About 90 students from a high school in Fukuoka visited a tsunami-ravaged area in Miyagi Prefecture on Saturday after their school trip was changed so they could learn from the disaster.

Shuyukan Senior High School changed the destination from Nagano Prefecture, bucking a trend among schools to avoid areas hit by the March 11 earthquake and tsunami, to a large extent due to radiation concerns stemming from the Fukushima nuclear crisis.

“I haven’t decided on my aim for the future, but I’ve become interested in jobs to help people in trouble. There are many things you can’t understand unless you actually see them on the spot,” said Yuki Urakoshi, 17.

Some 350 second-year students are taking part in the four-day excursion to the Zao ski resort in Miyagi Prefecture.

They could chose among three programs, and 90 opted to visit a devastated district in the city of Natori at the mouth of the Yuriage River. One of the other programs is for skiing only.

The students appeared stunned as they viewed the devastated area from nearby high ground.

“I want them to see disaster areas with their own eyes and grow into manpower that can forge the future of Japan,” the school’s principal, Toshiaki Nakashima, said.

The original Nagano excursion, also a ski trip, had been chosen in light of parents’ concerns about aftershocks in devastated coastal areas, according to the school.

Shuyukan Senior High School is known for its high rate of students advancing to top universities, including medical schools.

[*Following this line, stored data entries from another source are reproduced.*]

//! Instruction symbols and their descriptors.

use serde::{Deserialize, Serialize};
use std::fmt;

/// A symbol of the instruction set.
///
/// The set is closed: circuit symbols issued by users, hardware
/// characterization primitives for test blocks, the `ftol` state
/// control instruction, and `sqiswap`, which only appears in native
/// gate output. Text outside this set is rejected at the parse
/// boundary, and every dispatch table keeps an explicit arm that
/// rejects symbols it does not cover.
#[derive(Debug, Clone, Copy, PartialEq, Eq, Hash, Serialize, Deserialize)]
#[serde(rename_all = "lowercase")]
pub enum Symbol {
    // Circuit symbols
    Nop,
    Swap,
    X,
    Y,
    Z,
    H,
    S,
    Sdg,
    T,
    Tdg,
    P,
    Rx,
    Ry,
    Rz,
    Phase,
    U2,
    U3,
    Cx,
    Cy,
    Cz,
    Ch,
    Cp,
    Crx,
    Cry,
    Crz,
    Cphase,
    Cu,
    Measure,
    Reset,
    // Hardware characterization primitives
    Resfreq,
    Satspect,
    Powrab,
    Pispec,
    Resspect,
    Dispshift,
    Rocalib,
    // QPU state control
    Ftol,
    // Native-only: the two-qubit entangling primitive of the device
    Sqiswap,
}

/// Shape of a symbol as seen by the ISA factory.
#[derive(Debug, Clone, Copy, PartialEq, Eq)]
pub enum SymbolClass {
    /// Fixed single-qubit gate.
    SingleFixed,
    /// Parametric single-qubit gate.
    SingleParam,
    /// Fixed controlled two-qubit gate.
    ControlledFixed,
    /// Parametric controlled two-qubit gate.
    ControlledParam,
    /// Symmetric two-operand gate (swap).
    Symmetric,
    /// Multi-target register operation (nop, measure, reset).
    MultiTarget,
    /// QPU state control instruction (ftol).
    QpuControl,
    /// Hardware characterization primitive.
    Test,
    /// Only produced by transpilation, never by the factory.
    NativeOnly,
}

/// Descriptor consulted by the factory builders: the class of a symbol
/// and the number of parameters its builder must receive.
#[derive(Debug, Clone, Copy, PartialEq, Eq)]
pub struct Descriptor {
    /// Builder class.
    pub class: SymbolClass,
    /// Required parameter count (0 for fixed gates; tests are free-form).
    pub param_count: usize,
}

impl Symbol {
    /// Lowercase mnemonic, identical to the wire and QASM spelling.
    pub fn name(&self) -> &'static str {
        match self {
            Symbol::Nop => "nop",
            Symbol::Swap => "swap",
            Symbol::X => "x",
            Symbol::Y => "y",
            Symbol::Z => "z",
            Symbol::H => "h",
            Symbol::S => "s",
            Symbol::Sdg => "sdg",
            Symbol::T => "t",
            Symbol::Tdg => "tdg",
            Symbol::P => "p",
            Symbol::Rx => "rx",
            Symbol::Ry => "ry",
            Symbol::Rz => "rz",
            Symbol::Phase => "phase",
            Symbol::U2 => "u2",
            Symbol::U3 => "u3",
            Symbol::Cx => "cx",
            Symbol::Cy => "cy",
            Symbol::Cz => "cz",
            Symbol::Ch => "ch",
            Symbol::Cp => "cp",
            Symbol::Crx => "crx",
            Symbol::Cry => "cry",
            Symbol::Crz => "crz",
            Symbol::Cphase => "cphase",
            Symbol::Cu => "cu",
            Symbol::Measure => "measure",
            Symbol::Reset => "reset",
            Symbol::Resfreq => "resfreq",
            Symbol::Satspect => "satspect",
            Symbol::Powrab => "powrab",
            Symbol::Pispec => "pispec",
            Symbol::Resspect => "resspect",
            Symbol::Dispshift => "dispshift",
            Symbol::Rocalib => "rocalib",
            Symbol::Ftol => "ftol",
            Symbol::Sqiswap => "sqiswap",
        }
    }

    /// Look a symbol up by its mnemonic.
    pub fn from_name(name: &str) -> Option<Symbol> {
        Some(match name {
            "nop" => Symbol::Nop,
            "swap" => Symbol::Swap,
            "x" => Symbol::X,
            "y" => Symbol::Y,
            "z" => Symbol::Z,
            "h" => Symbol::H,
            "s" => Symbol::S,
            "sdg" => Symbol::Sdg,
            "t" => Symbol::T,
            "tdg" => Symbol::Tdg,
            "p" => Symbol::P,
            "rx" => Symbol::Rx,
            "ry" => Symbol::Ry,
            "rz" => Symbol::Rz,
            "phase" => Symbol::Phase,
            "u2" => Symbol::U2,
            "u3" => Symbol::U3,
            "cx" => Symbol::Cx,
            "cy" => Symbol::Cy,
            "cz" => Symbol::Cz,
            "ch" => Symbol::Ch,
            "cp" => Symbol::Cp,
            "crx" => Symbol::Crx,
            "cry" => Symbol::Cry,
            "crz" => Symbol::Crz,
            "cphase" => Symbol::Cphase,
            "cu" => Symbol::Cu,
            "measure" => Symbol::Measure,
            "reset" => Symbol::Reset,
            "resfreq" => Symbol::Resfreq,
            "satspect" => Symbol::Satspect,
            "powrab" => Symbol::Powrab,
            "pispec" => Symbol::Pispec,
            "resspect" => Symbol::Resspect,
            "dispshift" => Symbol::Dispshift,
            "rocalib" => Symbol::Rocalib,
            "ftol" => Symbol::Ftol,
            "sqiswap" => Symbol::Sqiswap,
            _ => return None,
        })
    }

    /// Descriptor driving the factory builders.
    pub fn descriptor(&self) -> Descriptor {
        use SymbolClass::*;
        let (class, param_count) = match self {
            Symbol::X
            | Symbol::Y
            | Symbol::Z
            | Symbol::H
            | Symbol::S
            | Symbol::Sdg
            | Symbol::T
            | Symbol::Tdg => (SingleFixed, 0),
            Symbol::P | Symbol::Rx | Symbol::Ry | Symbol::Rz | Symbol::Phase => (SingleParam, 1),
            Symbol::U2 => (SingleParam, 2),
            Symbol::U3 => (SingleParam, 3),
            Symbol::Cx | Symbol::Cy | Symbol::Cz | Symbol::Ch => (ControlledFixed, 0),
            Symbol::Cp | Symbol::Crx | Symbol::Cry | Symbol::Crz | Symbol::Cphase => {
                (ControlledParam, 1)
            }
            Symbol::Cu => (ControlledParam, 3),
            Symbol::Swap => (Symmetric, 0),
            Symbol::Nop | Symbol::Measure | Symbol::Reset => (MultiTarget, 0),
            Symbol::Ftol => (QpuControl, 1),
            Symbol::Resfreq
            | Symbol::Satspect
            | Symbol::Powrab
            | Symbol::Pispec
            | Symbol::Resspect
            | Symbol::Dispshift
            | Symbol::Rocalib => (Test, 0),
            Symbol::Sqiswap => (NativeOnly, 0),
        };
        Descriptor { class, param_count }
    }

    /// True for hardware characterization primitives.
    pub fn is_test(&self) -> bool {
        self.descriptor().class == SymbolClass::Test
    }
}

impl fmt::Display for Symbol {
    fn fmt(&self, f: &mut fmt::Formatter<'_>) -> fmt::Result {
        f.write_str(self.name())
    }
}

#[cfg(test)]
mod tests {
    use super::*;

    #[test]
    fn test_name_roundtrip() {
        for sym in [
            Symbol::Nop,
            Symbol::Swap,
            Symbol::Sdg,
            Symbol::Cphase,
            Symbol::Dispshift,
            Symbol::Ftol,
            Symbol::Sqiswap,
        ] {
            assert_eq!(Symbol::from_name(sym.name()), Some(sym));
        }
    }

    #[test]
    fn test_unknown_name_rejected() {
        assert_eq!(Symbol::from_name("frobnicate"), None);
        assert_eq!(Symbol::from_name(""), None);
    }

    #[test]
    fn test_serde_names_match_mnemonics() {
        let json = serde_json::to_string(&Symbol::Cphase).unwrap();
        assert_eq!(json, "\"cphase\"");
        let back: Symbol = serde_json::from_str("\"sqiswap\"").unwrap();
        assert_eq!(back, Symbol::Sqiswap);
    }

    #[test]
    fn test_descriptor_param_counts() {
        assert_eq!(Symbol::U2.descriptor().param_count, 2);
        assert_eq!(Symbol::U3.descriptor().param_count, 3);
        assert_eq!(Symbol::Cu.descriptor().param_count, 3);
        assert_eq!(Symbol::Rx.descriptor().param_count, 1);
        assert_eq!(Symbol::H.descriptor().param_count, 0);
    }
}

The students who visited the Yuriage area were scheduled afterward to receive some training by the nonprofit organization Rocinantes, which is providing medical support in the disaster areas, as well as at Tohoku University’s School of Medicine.

The school’s decision to visit Miyagi impressed Fumio Sakamoto, head of operations at the Tohoku Tourism Promotion Organization.

“It moved me to the point of tears,” Sakamoto said. “It is also encouraging for people in the disaster areas.”